## Problem
The count of lines below that include the string "Some" is the whole answer.

## Records provided
════════
#![allow(dead_code)]

pub const WIDTH: usize = 100;
pub const HEIGHT: usize = 64;
pub const BACKGROUND: u8 = 220;
pub const INK: u8 = 30;

/// Light image with a dark horizontal band on rows `y0..y0+thickness`,
/// columns `x0..=x1`.
pub fn stroke_u8(
    width: usize,
    height: usize,
    y0: usize,
    thickness: usize,
    x0: usize,
    x1: usize,
) -> Vec<u8> {
    assert!(width > 0 && height > 0, "image dimensions must be positive");
    assert!(y0 + thickness <= height, "stroke must fit in the image");
    assert!(x0 <= x1 && x1 < width, "stroke must fit in the image");

    let mut img = vec![BACKGROUND; width * height];
    for y in y0..y0 + thickness {
        for v in &mut img[y * width + x0..=y * width + x1] {
            *v = INK;
        }
    }
    img
}

/// The reference scene: a 3 pixel wide stroke on rows 29 to 31 spanning
/// columns 10 to 90.
pub fn reference_stroke_u8() -> Vec<u8> {
    stroke_u8(WIDTH, HEIGHT, 29, 3, 10, 90)
}

pub fn uniform_u8(width: usize, height: usize, value: u8) -> Vec<u8> {
    vec![value; width * height]
}

/// Two one pixel wide strokes separated by `gap` light rows, the first on
/// row `y0`.
pub fn parallel_strokes_u8(width: usize, height: usize, y0: usize, gap: usize) -> Vec<u8> {
    let mut img = stroke_u8(width, height, y0, 1, 10, width - 11);
    let second = stroke_u8(width, height, y0 + gap + 1, 1, 10, width - 11);
    for (v, s) in img.iter_mut().zip(second) {
        *v = (*v).min(s);
    }
    img
}
use super::point_list::BiPtList;
use crate::digital::DigitalStraightSegment;
use crate::geometry::{AbsRat, BoundingBox, Point, Vector};
use nalgebra::Vector3;
use std::cell::OnceCell;

/// Detected blurred segment.
///
/// Holds every accepted pixel in left to right order, the digital straight
/// segment enclosing them and, for non-degenerate runs, the antipodal pair the
/// width was measured on. Continuous quantities are derived lazily from the
/// two end points and only serve reporting.
#[derive(Clone, Debug)]
pub struct BlurredSegment {
    points: BiPtList,
    dss: DigitalStraightSegment,
    antipodal: Option<(Point, Point, Point)>,
    line: OnceCell<Vector3<f64>>,
    direction: OnceCell<[f64; 2]>,
    length: OnceCell<f64>,
}

impl BlurredSegment {
    pub(crate) fn new(
        points: BiPtList,
        dss: DigitalStraightSegment,
        antipodal: Option<(Point, Point, Point)>,
    ) -> Self {
        Self {
            points,
            dss,
            antipodal,
            line: OnceCell::new(),
            direction: OnceCell::new(),
            length: OnceCell::new(),
        }
    }

    #[inline]
    pub fn len(&self) -> usize {
        self.points.len()
    }

    #[inline]
    pub fn is_empty(&self) -> bool {
        self.points.is_empty()
    }

    pub fn point_list(&self) -> &BiPtList {
        &self.points
    }

    /// All points, left to right.
    pub fn all_points(&self) -> Vec<Point> {
        self.points.to_vec()
    }

    /// Points on the left of the seed, from the seed outwards.
    pub fn left_points(&self) -> Vec<Point> {
        self.points.left_points()
    }

    /// Points on the right of the seed, from the seed outwards.
    pub fn right_points(&self) -> Vec<Point> {
        self.points.right_points()
    }

    /// Seed the growth started from.
    pub fn center(&self) -> Point {
        self.points.seed()
    }

    pub fn last_left(&self) -> Point {
        self.points.front()
    }

    pub fn last_right(&self) -> Point {
        self.points.back()
    }

    pub fn squared_length(&self) -> i64 {
        self.last_left().vector_to(self.last_right()).norm2()
    }

    pub fn middle(&self) -> Point {
        let (l, r) = (self.last_left(), self.last_right());
        Point::new((l.x + r.x) / 2, (l.y + r.y) / 2)
    }

    pub fn segment(&self) -> &DigitalStraightSegment {
        &self.dss
    }

    pub fn support_vector(&self) -> Vector {
        self.dss.support_vector()
    }

    pub fn bounding_box(&self) -> BoundingBox {
        self.points.extrema()
    }

    /// Extent of the bounding box, `(xmax - xmin, ymax - ymin)`.
    pub fn bounding_box_size(&self) -> Vector {
        let bb = self.bounding_box();
        Vector::new(bb.width(), bb.height())
    }

    /// Digital width as `nu / period`.
    pub fn minimal_width(&self) -> AbsRat {
        AbsRat::new(self.dss.nu() as i64, self.dss.period() as i64)
    }

    pub fn is_thick(&self) -> bool {
        self.dss.nu() > 1
    }

    /// `(edge start, edge end, vertex)` of the antipodal pair, `None` for
    /// thin runs built without a hull.
    pub fn antipodal(&self) -> Option<(Point, Point, Point)> {
        self.antipodal
    }

    /// Maximal runs of 8-connected consecutive points, singletons included.
    pub fn split_into_runs(&self) -> Vec<Vec<Point>> {
        let mut runs: Vec<Vec<Point>> = Vec::new();
        let mut prev: Option<Point> = None;
        for &p in self.points.iter() {
            match runs.last_mut() {
                Some(run) if prev.is_some_and(|q| q.is_connected_to(p)) => run.push(p),
                _ => runs.push(vec![p]),
            }
            prev = Some(p);
        }
        runs
    }

    /// Runs of at least two connected points.
    pub fn connected_components(&self) -> Vec<Vec<Point>> {
        self.split_into_runs()
            .into_iter()
            .filter(|run| run.len() > 1)
            .collect()
    }

    /// Number of points lying in connected runs of at least `min` points.
    pub fn count_of_connected_points(&self, min: usize) -> usize {
        self.split_into_runs()
            .iter()
            .map(Vec::len)
            .filter(|&n| n > 1 && n >= min)
            .sum()
    }

    /// Number of connected runs of at least `min` points.
    pub fn count_of_connected_components(&self, min: usize) -> usize {
        self.split_into_runs()
            .iter()
            .filter(|run| run.len() > 1 && run.len() >= min)
            .count()
    }

    /// End points in image coordinates, left first.
    pub fn endpoints(&self) -> [[f64; 2]; 2] {
        let (l, r) = (self.last_left(), self.last_right());
        [[l.x as f64, l.y as f64], [r.x as f64, r.y as f64]]
    }

    fn compute_length(&self) -> f64 {
        (self.squared_length() as f64).sqrt()
    }

    pub fn length(&self) -> f64 {
        *self.length.get_or_init(|| self.compute_length())
    }

    fn compute_direction(&self) -> [f64; 2] {
        let len = self.length();
        let [p0, p1] = self.endpoints();
        if len > 0.0 {
            [(p1[0] - p0[0]) / len, (p1[1] - p0[1]) / len]
        } else {
            [0.0, 0.0]
        }
    }

    /// Unit vector from the left end to the right end.
    pub fn direction(&self) -> [f64; 2] {
        *self.direction.get_or_init(|| self.compute_direction())
    }

    fn compute_line(&self) -> Vector3<f64> {
        let [p0, p1] = self.endpoints();
        let a = p1[1] - p0[1];
        let b = p0[0] - p1[0];
        let c = p1[0] * p0[1] - p0[0] * p1[1];
        let norm = (a * a + b * b).sqrt();
        if norm > 0.0 {
            Vector3::new(a / norm, b / norm, c / norm)
        } else {
            Vector3::zeros()
        }
    }

    /// Line through both ends: ax + by + c = 0, with sqrt(a^2+b^2)=1
    pub fn line(&self) -> Vector3<f64> {
        *self.line.get_or_init(|| self.compute_line())
    }
}
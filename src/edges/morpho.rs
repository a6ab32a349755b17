//! Morphological gradients over small structuring elements.
use crate::image::{ImageU8, ImageView};
use rayon::prelude::*;

/// Structuring element, as offsets subtracted from the current pixel.
#[derive(Clone, Copy, Debug, PartialEq, Eq)]
pub enum Strucel {
    /// Centre plus its 4-neighbours.
    Plus,
    /// Centre with its upper and lower neighbours.
    Hor,
    /// Centre with its left and right neighbours.
    Ver,
}

impl Strucel {
    fn offsets(self) -> &'static [(i32, i32)] {
        match self {
            Strucel::Plus => &[(0, 0), (0, 1), (-1, 0), (1, 0), (0, -1)],
            Strucel::Hor => &[(0, 0), (0, 1), (0, -1)],
            Strucel::Ver => &[(0, 0), (1, 0), (-1, 0)],
        }
    }
}

/// Which morphological difference to compute.
#[derive(Clone, Copy, Debug, PartialEq, Eq)]
pub enum MorphoOp {
    /// `in - erosion`
    TopHat,
    /// `dilation - in`
    BlackHat,
    /// `dilation - erosion`
    Gradient,
}

/// Applies `op` with structuring element `se`; out-of-image samples are skipped.
pub fn morpho_gradient(img: &ImageU8, se: Strucel, op: MorphoOp) -> Vec<i32> {
    let (w, h) = (img.width(), img.height());
    let mut out = vec![0i32; w * h];
    if w == 0 {
        return out;
    }
    out.par_chunks_mut(w).enumerate().for_each(|(j, row)| {
        for (i, cell) in row.iter_mut().enumerate() {
            let mut lo: Option<i32> = None;
            let mut hi = 0i32;
            for &(ox, oy) in se.offsets() {
                let x = i as i32 - ox;
                let y = j as i32 - oy;
                if x < 0 || y < 0 || x >= w as i32 || y >= h as i32 {
                    continue;
                }
                let v = img.row(y as usize)[x as usize] as i32;
                lo = Some(lo.map_or(v, |m| m.min(v)));
                hi = hi.max(v);
            }
            let centre = img.row(j)[i] as i32;
            let lo = lo.unwrap_or(centre);
            *cell = match op {
                MorphoOp::TopHat => centre - lo,
                MorphoOp::BlackHat => hi - centre,
                MorphoOp::Gradient => hi - lo,
            };
        }
    });
    out
}
//! Blurred segment growth and the frozen result.
//!
//! A [`SegmentBuilder`] accepts pixels at either end of a run while keeping
//! the run inside a strip of bounded width. It walks through four stages:
//!
//! - `Seed`: a single point, any neighbour is accepted.
//! - `OneSide`: points on one side of the seed only; the next point is
//!   checked by its rational height above the chord joining both ends.
//! - `Flat`: points on both sides, still collinear.
//! - `Hull`: the first off-line point creates a [`ConvexHull`]; every further
//!   insertion is a hull transaction rolled back when the strict thickness
//!   exceeds the budget.
//!
//! [`SegmentBuilder::into_segment`] consumes the builder and hands its point
//! list over to an immutable [`BlurredSegment`], enclosed in the digital
//! straight segment derived from the antipodal pair (or a thin one for flat
//! runs).
//!
//! Width measures
//! - strict thickness: hull width, tested on each insertion;
//! - digital thickness: `nu / period` of the enclosing digital line;
//! - width budget: builder setting, can be tightened while growing.
//!
//! [`OutlierFilter`] replays a finished segment through a fresh builder to
//! drop points a tighter strip would refuse.
//!
//! [`ConvexHull`]: crate::hull::ConvexHull

mod builder;
mod filter;
mod point_list;
mod segment;

pub use builder::{BuilderState, SegmentBuilder};
pub use filter::OutlierFilter;
pub use point_list::BiPtList;
pub use segment::BlurredSegment;

#[cfg(test)]
mod tests;
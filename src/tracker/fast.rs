use super::{Tracker, MIN_SCAN};
use crate::edges::GradientField;
use crate::geometry::{AbsRat, Point};
use crate::scanner::DirectionalScanner;
use crate::segments::{BlurredSegment, SegmentBuilder};

impl Tracker {
    /// Undirected growth across the stroke `p1 p2`, seeded on the strongest
    /// gradient of the stroke itself.
    pub fn fast_track(
        &mut self,
        field: &GradientField,
        max_width: i32,
        p1: Point,
        p2: Point,
    ) -> Option<BlurredSegment> {
        let scanner = self.provider.for_stroke(p1, p2)?;
        let pix = scanner.first();
        if pix.len() < MIN_SCAN {
            return None;
        }
        self.record(&pix);
        let seed = pix[field.largest_in(&pix)?];
        self.grow_fast(field, max_width, scanner, seed)
    }

    /// Same as [`fast_track`](Self::fast_track) from a known `center`, the
    /// central scan running along `p1 p2` over `scan_width` pixels.
    pub fn fast_track_centered(
        &mut self,
        field: &GradientField,
        max_width: i32,
        p1: Point,
        p2: Point,
        scan_width: i32,
        center: Point,
    ) -> Option<BlurredSegment> {
        let scan_width = scan_width.max(MIN_SCAN as i32);
        let scanner = self
            .provider
            .for_center(center, p1.vector_to(p2), scan_width, false)?;
        let pix = scanner.first();
        if pix.len() < MIN_SCAN {
            return None;
        }
        self.record(&pix);
        self.grow_fast(field, max_width, scanner, center)
    }

    fn grow_fast(
        &mut self,
        field: &GradientField,
        max_width: i32,
        mut scanner: DirectionalScanner,
        seed: Point,
    ) -> Option<BlurredSegment> {
        let mut bs = SegmentBuilder::new(AbsRat::from_int(max_width as i64), seed);
        let mut right = Side::new(seed);
        let mut left = Side::new(seed);
        let mut budget = self.config.max_scan;
        while (right.scanning || left.scanning) && budget > 0 {
            budget -= 1;
            if right.scanning {
                let pix = scanner.next_on_right();
                self.extend_fast(field, &mut bs, &mut right, &pix, false);
            }
            if left.scanning {
                let pix = scanner.next_on_left();
                self.extend_fast(field, &mut bs, &mut left, &pix, true);
            }
        }
        bs.into_segment()
    }

    fn extend_fast(
        &mut self,
        field: &GradientField,
        bs: &mut SegmentBuilder,
        side: &mut Side,
        pix: &[Point],
        on_left: bool,
    ) {
        if pix.len() < MIN_SCAN {
            side.scanning = false;
            return;
        }
        self.record(pix);
        let candidate = field.largest_in(pix).map(|i| pix[i]).filter(|&p| {
            !self.config.proximity_constraint
                || side.last.manhattan(p) <= self.config.proximity_threshold
        });
        let added = match candidate {
            Some(p) if on_left => bs.add_left(p),
            Some(p) => bs.add_right(p),
            None => false,
        };
        match candidate {
            Some(p) if added => {
                side.last = p;
                side.lacks = 0;
            }
            _ => {
                side.lacks += 1;
                if side.lacks > self.config.accepted_lacks {
                    side.scanning = false;
                }
            }
        }
    }
}

struct Side {
    scanning: bool,
    lacks: usize,
    last: Point,
}

impl Side {
    fn new(seed: Point) -> Self {
        Self {
            scanning: true,
            lacks: 0,
            last: seed,
        }
    }
}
════════
## Your solution
6